In February, the U.S. Food and Drug Administration allowed Gilead's remdesivir to proceed to clinical trials to evaluate its effectiveness for treating COVID-19, according to a U.S. Army Medical Materiel Development Activity release.

Remdesivir is an investigational drug for the possible treatment of multiple emerging viral pathogens including Ebola and Severe Acute Respiratory Syndrome, also known as SARS-CoV-1, the release states.

In one limited study, 36 of 53 patients hospitalized with severe COVID-19 showed clinical improvement after receiving remdesivir from Jan. 20 to March 7, according to an April 10 article in the New England Journal of Medicine.

Of the 53 patients whose data were analyzed, 22 were in the United States, 22 in Europe or Canada, and 9 in Japan, according to the article.

"At baseline, 30 patients (57%) were receiving mechanical ventilation and 4 (8%) were receiving extracorporeal membrane oxygenation," a process that involves pumping and oxygenating a patient's blood outside the body, so the heart and lungs can rest, the article states.

"During a median follow-up of 18 days, 36 patients (68%) had an improvement in oxygen-support class, including 17 of 30 patients (57%) receiving mechanical ventilation who were extubated," or taken off ventilation, according to the article.

A total of 25 patients were discharged from the hospital and seven patients in the group died from the virus, according to the article. reached out to Gilead Sciences, based in Foster City, California, but did not receive a response by press time.

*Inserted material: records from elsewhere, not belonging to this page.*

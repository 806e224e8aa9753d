//! Per-channel setters and getters behind the frontend tree nodes
//!
//! Setters return the value actually in effect. Getters only read the
//! cached state, so they work before any peripheral exists. Everything that
//! lands in the CPLD or an LO synthesizer is shared by all channels of a
//! direction, and writing it through one channel updates them all.

use super::constants::*;
use super::FrontendController;
use crate::error::TreeError;
use crate::hw::{Band, HardwareError};
use crate::types::{Direction, LoSource, LoStage, MetaRange};

/// Convert a clipped, non-negative index to the register width
fn index(value: f64) -> u8 {
    value.round().clamp(0.0, u8::MAX as f64) as u8
}

/// NaN and infinities have no place in any range
fn finite(what: &str, value: f64) -> Result<f64, TreeError> {
    if value.is_finite() {
        Ok(value)
    } else {
        Err(TreeError::InvalidValue(format!("{} must be finite, got {}", what, value)))
    }
}

impl FrontendController {
    /// Tune the channel. Below the lowband cutoff LO1 runs at `freq + LO2`
    /// and the signal is mixed down through the fixed LO2.
    pub fn set_frequency(&self, dir: Direction, freq: f64, chan: usize) -> Result<f64, TreeError> {
        self.check_channel(dir, chan)?;
        let target = freq_range().clip(finite("frequency", freq)?, true);
        let hw = self.peripherals()?;

        let (band, lo1_target) = if target < LOWBAND_CUTOFF {
            (Band::Lowband, target + LO2_FREQ)
        } else {
            (Band::Highband, target)
        };
        let lo1_actual = hw.lo(dir).set_frequency(lo1_target)?;
        hw.cpld.set_band(dir, band)?;

        let actual = match band {
            Band::Lowband => lo1_actual - LO2_FREQ,
            Band::Highband => lo1_actual,
        };
        log::debug!("{} channel {} tuned to {} Hz (requested {})", dir, chan, actual, freq);
        self.with_direction(dir, |ch| {
            ch.frequency = actual;
            ch.lo(LoStage::Lo1).frequency = lo1_actual;
        });
        Ok(actual)
    }

    pub fn frequency(&self, dir: Direction, chan: usize) -> Result<f64, TreeError> {
        self.with_channel(dir, chan, |ch| ch.frequency)
    }

    /// Clamp to the gain range and program the attenuator. A gain equal to
    /// the cached one is not written again.
    pub fn set_gain(&self, dir: Direction, gain: f64, chan: usize) -> Result<f64, TreeError> {
        let clipped = gain_range(dir).clip(finite("gain", gain)?, true);
        if self.with_channel(dir, chan, |ch| ch.gain)? == clipped {
            return Ok(clipped);
        }
        self.peripherals()?.cpld.set_gain_index(dir, index(clipped))?;
        self.with_direction(dir, |ch| ch.gain = clipped);
        Ok(clipped)
    }

    pub fn gain(&self, dir: Direction, chan: usize) -> Result<f64, TreeError> {
        self.with_channel(dir, chan, |ch| ch.gain)
    }

    /// Select an antenna. Names outside the option list are rejected.
    pub fn set_antenna(&self, dir: Direction, antenna: String, chan: usize) -> Result<String, TreeError> {
        self.check_channel(dir, chan)?;
        let position = antennas(dir)
            .iter()
            .position(|a| *a == antenna)
            .ok_or_else(|| {
                TreeError::InvalidValue(format!(
                    "invalid {} antenna '{}', options are {:?}",
                    dir,
                    antenna,
                    antennas(dir)
                ))
            })?;
        self.peripherals()?.cpld.set_antenna(dir, position as u8)?;
        self.with_direction(dir, |ch| ch.antenna = antenna.clone());
        Ok(antenna)
    }

    pub fn antenna(&self, dir: Direction, chan: usize) -> Result<String, TreeError> {
        self.with_channel(dir, chan, |ch| ch.antenna.clone())
    }

    /// The analog bandwidth is fixed; requests are clipped into it
    pub fn set_bandwidth(&self, dir: Direction, bandwidth: f64, chan: usize) -> Result<f64, TreeError> {
        let actual = bandwidth_range().clip(finite("bandwidth", bandwidth)?, false);
        if actual != bandwidth {
            log::warn!(
                "{} bandwidth {} Hz not supported, using {} Hz",
                dir,
                bandwidth,
                actual
            );
        }
        self.with_channel(dir, chan, |ch| ch.bandwidth = actual)?;
        Ok(actual)
    }

    pub fn bandwidth(&self, dir: Direction, chan: usize) -> Result<f64, TreeError> {
        self.with_channel(dir, chan, |ch| ch.bandwidth)
    }

    /// Unknown profile names fall back to the default profile
    pub fn set_gain_profile(&self, dir: Direction, profile: String) -> String {
        let actual = if GAIN_PROFILE_OPTIONS.contains(&profile.as_str()) {
            profile
        } else {
            DEFAULT_GAIN_PROFILE.to_string()
        };
        self.lock().gain_profile[dir.index()] = actual.clone();
        actual
    }

    pub fn gain_profile(&self, dir: Direction) -> String {
        self.lock().gain_profile[dir.index()].clone()
    }

    /// Only IQ sampling is supported
    pub fn set_fe_connection(&self, dir: Direction, connection: String) -> Result<String, TreeError> {
        if connection == FE_CONNECTION {
            Ok(connection)
        } else {
            Err(TreeError::InvalidValue(format!(
                "{} frontend connection '{}' not supported",
                dir, connection
            )))
        }
    }

    pub fn fe_connection(&self, _dir: Direction) -> String {
        FE_CONNECTION.to_string()
    }

    // =========================================================================
    // LO stages
    // =========================================================================

    /// LO1 is tuned directly and the channel frequency follows it through
    /// the current band; LO2 is fixed and writes are coerced to it
    pub fn set_lo_freq(&self, dir: Direction, stage: LoStage, freq: f64, chan: usize) -> Result<f64, TreeError> {
        self.check_channel(dir, chan)?;
        let freq = finite("LO frequency", freq)?;
        match stage {
            LoStage::Lo1 => {
                let target = lo_freq_range(stage).clip(freq, true);
                let hw = self.peripherals()?;
                let actual = hw.lo(dir).set_frequency(target)?;
                let channel_freq = match hw.cpld.band(dir) {
                    Band::Lowband => actual - LO2_FREQ,
                    Band::Highband => actual,
                };
                self.with_direction(dir, |ch| {
                    ch.lo(stage).frequency = actual;
                    ch.frequency = channel_freq;
                });
                Ok(actual)
            }
            LoStage::Lo2 => {
                if freq != LO2_FREQ {
                    log::warn!("{} LO2 is fixed at {} Hz, ignoring {} Hz", dir, LO2_FREQ, freq);
                }
                Ok(LO2_FREQ)
            }
        }
    }

    pub fn lo_freq(&self, dir: Direction, stage: LoStage, chan: usize) -> Result<f64, TreeError> {
        self.with_channel(dir, chan, |ch| ch.lo(stage).frequency)
    }

    pub fn lo_freq_range(&self, stage: LoStage) -> MetaRange {
        lo_freq_range(stage)
    }

    pub fn lo_sources(&self, stage: LoStage) -> Vec<String> {
        lo_sources(stage).iter().map(|s| s.to_string()).collect()
    }

    /// Route the LO stage from `source`
    pub fn set_lo_source(&self, dir: Direction, stage: LoStage, source: &str, chan: usize) -> Result<(), TreeError> {
        self.check_channel(dir, chan)?;
        let parsed = LoSource::try_from(source).map_err(TreeError::InvalidValue)?;
        if !lo_sources(stage).contains(&parsed.as_str()) {
            return Err(HardwareError::Unsupported(format!(
                "{} {} cannot use an {} source",
                dir, stage, parsed
            ))
            .into());
        }
        self.peripherals()?.cpld.set_lo_source(dir, stage, parsed)?;
        self.with_direction(dir, |ch| ch.lo(stage).source = parsed);
        Ok(())
    }

    pub fn lo_source(&self, dir: Direction, stage: LoStage, chan: usize) -> Result<String, TreeError> {
        self.with_channel(dir, chan, |ch| ch.lo(stage).source.to_string())
    }

    /// Enable or disable driving the LO out of the board
    pub fn set_lo_export(&self, dir: Direction, stage: LoStage, enabled: bool, chan: usize) -> Result<(), TreeError> {
        self.check_channel(dir, chan)?;
        self.peripherals()?.cpld.set_lo_export(dir, stage, enabled)?;
        self.with_direction(dir, |ch| ch.lo(stage).export = enabled);
        Ok(())
    }

    pub fn lo_export(&self, dir: Direction, stage: LoStage, chan: usize) -> Result<bool, TreeError> {
        self.with_channel(dir, chan, |ch| ch.lo(stage).export)
    }

    /// LO attenuator. A gain equal to the cached one is not written again.
    pub fn set_lo_gain(&self, dir: Direction, stage: LoStage, gain: f64, chan: usize) -> Result<f64, TreeError> {
        let clipped = lo_gain_range().clip(finite("LO gain", gain)?, true);
        if self.with_channel(dir, chan, |ch| ch.lo(stage).gain)? == clipped {
            return Ok(clipped);
        }
        self.peripherals()?.cpld.set_lo_gain(dir, stage, index(clipped))?;
        self.with_direction(dir, |ch| ch.lo(stage).gain = clipped);
        Ok(clipped)
    }

    pub fn lo_gain(&self, dir: Direction, stage: LoStage, chan: usize) -> Result<f64, TreeError> {
        self.with_channel(dir, chan, |ch| ch.lo(stage).gain)
    }

    /// LO output power: the synthesizer for LO1, the CPLD level for LO2
    pub fn set_lo_power(&self, dir: Direction, stage: LoStage, power: f64, chan: usize) -> Result<f64, TreeError> {
        self.check_channel(dir, chan)?;
        let clipped = lo_power_range().clip(finite("LO power", power)?, true);
        let hw = self.peripherals()?;
        let actual = match stage {
            LoStage::Lo1 => f64::from(hw.lo(dir).set_output_power(index(clipped))?),
            LoStage::Lo2 => {
                hw.cpld.set_lo2_power(dir, index(clipped))?;
                clipped
            }
        };
        self.with_direction(dir, |ch| ch.lo(stage).power = actual);
        Ok(actual)
    }

    pub fn lo_power(&self, dir: Direction, stage: LoStage, chan: usize) -> Result<f64, TreeError> {
        self.with_channel(dir, chan, |ch| ch.lo(stage).power)
    }

    /// True when every LO in use is locked. Nothing is locked before the
    /// peripherals exist.
    pub fn lo_lock_status(&self, dir: Direction) -> Result<bool, TreeError> {
        let hw = match self.peripherals() {
            Ok(hw) => hw,
            Err(_) => return Ok(false),
        };
        let lo1_locked = hw.lo(dir).lock_status()?;
        let locked = match hw.cpld.band(dir) {
            Band::Highband => lo1_locked,
            Band::Lowband => lo1_locked && hw.cpld.lo2_locked()?,
        };
        Ok(locked)
    }
}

Seven clinical trials have been initiated to determine whether remdesivir is a safe and effective treatment for COVID-19, according to an "Open Letter" from Daniel O'Day, chairman and CEO of Gilead, posted on the company's website April 10.

O'Day said he recognized that the study in the New England Journal of Medicine represents only a small portion of the critically ill patients who have been treated with remdesivir, according to the website.

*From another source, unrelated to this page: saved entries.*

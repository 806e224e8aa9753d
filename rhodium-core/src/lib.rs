//! # Rhodium Core
//!
//! Platform-independent control plane for the Rhodium RF daughterboard.
//!
//! This crate keeps a live, typed model of the analog frontend (frequency,
//! gain, antenna, bandwidth, LO staging and sensors) in a reactive
//! [`PropertyTree`]. Tree writes are routed through coercers that program
//! the hardware and return the value actually in effect; tree reads of live
//! state go through publishers.
//!
//! No sockets are opened here. Local peripherals are reached through the
//! [`RegisterBus`] trait and the remote peripheral manager through the
//! [`RpcTransport`] trait, both injected by the host.
//!
//! ```text
//! ┌──────────────────────────────────────────────────────────────┐
//! │  rhodium-core (no sockets, no async)                        │
//! │  ├── tree/      (typed nodes, coercers, publishers)         │
//! │  ├── frontend/  (per-channel wiring, tuning, sensors)       │
//! │  ├── hw/        (SPI, CPLD, LO synthesizers, GPIO, cores)   │
//! │  ├── rpc        (token-carrying RPC client)                 │
//! │  ├── RegisterBus  (abstracts the control bus)               │
//! │  └── RpcTransport (abstracts the RPC channel)               │
//! └──────────────────────────────────────────────────────────────┘
//!                 ▲                           ▲
//!    ┌────────────┴────────────┐   ┌──────────┴──────────┐
//!    │  rhodium                │   │  emulator           │
//!    │  (TcpTransport)         │   │  (EmulatedBus/Mpm)  │
//!    └─────────────────────────┘   └─────────────────────┘
//! ```
//!
//! ## Key Modules
//!
//! - [`tree`] - Property tree engine and path type
//! - [`frontend`] - Frontend controller and board constants
//! - [`hw`] - Control bus peripheral drivers
//! - [`rpc`] - Peripheral manager client ([`RpcClient`])
//! - [`types`] - Direction, LO stage, ranges and sensor values
//!
//! ## Feature Flags
//!
//! - `emulator` - In-memory control bus and peripheral manager
//!
//! ## Example: Reactive Nodes
//!
//! ```rust
//! use rhodium_core::{PropertyTree, TreeError};
//!
//! let tree = PropertyTree::new();
//! tree.create::<f64>("gain/value")?
//!     .set_coercer(|g| Ok(g.clamp(0.0, 60.0)));
//!
//! let gain = tree.access::<f64>("gain/value")?;
//! gain.set(75.0)?;
//! assert_eq!(gain.get()?, 60.0);
//!
//! // Subtrees alias the same nodes
//! let view = tree.subtree("gain");
//! assert_eq!(view.access::<f64>("value")?.get()?, 60.0);
//! # Ok::<(), TreeError>(())
//! ```

pub mod config;
pub mod error;
pub mod frontend;
pub mod hw;
pub mod rpc;
pub mod tree;
pub mod types;

#[cfg(any(test, feature = "emulator"))]
pub mod emulator;

// Re-export commonly used types
pub use config::FrontendConfig;
pub use error::TreeError;
pub use frontend::FrontendController;
pub use hw::{HardwareError, RegisterBus};
pub use rpc::{RpcClient, RpcError, RpcTransport};
pub use tree::{Property, PropertyPath, PropertyTree};
pub use types::{Direction, LoSource, LoStage, MetaRange, Range, SensorType, SensorValue};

"In the broader efforts to determine whether it is a safe and effective treatment, we have some way to go," O'Day said.

"Multiple clinical trials are underway across the world to build a complete picture of how remdesivir works in various contexts.

"We know that there is tremendous interest around when the data from these trials will be available and what they will tell us about remdesivir. ... We are working with intense speed to determine whether remdesivir could be an option, and we are committed to sharing information when it becomes available to us."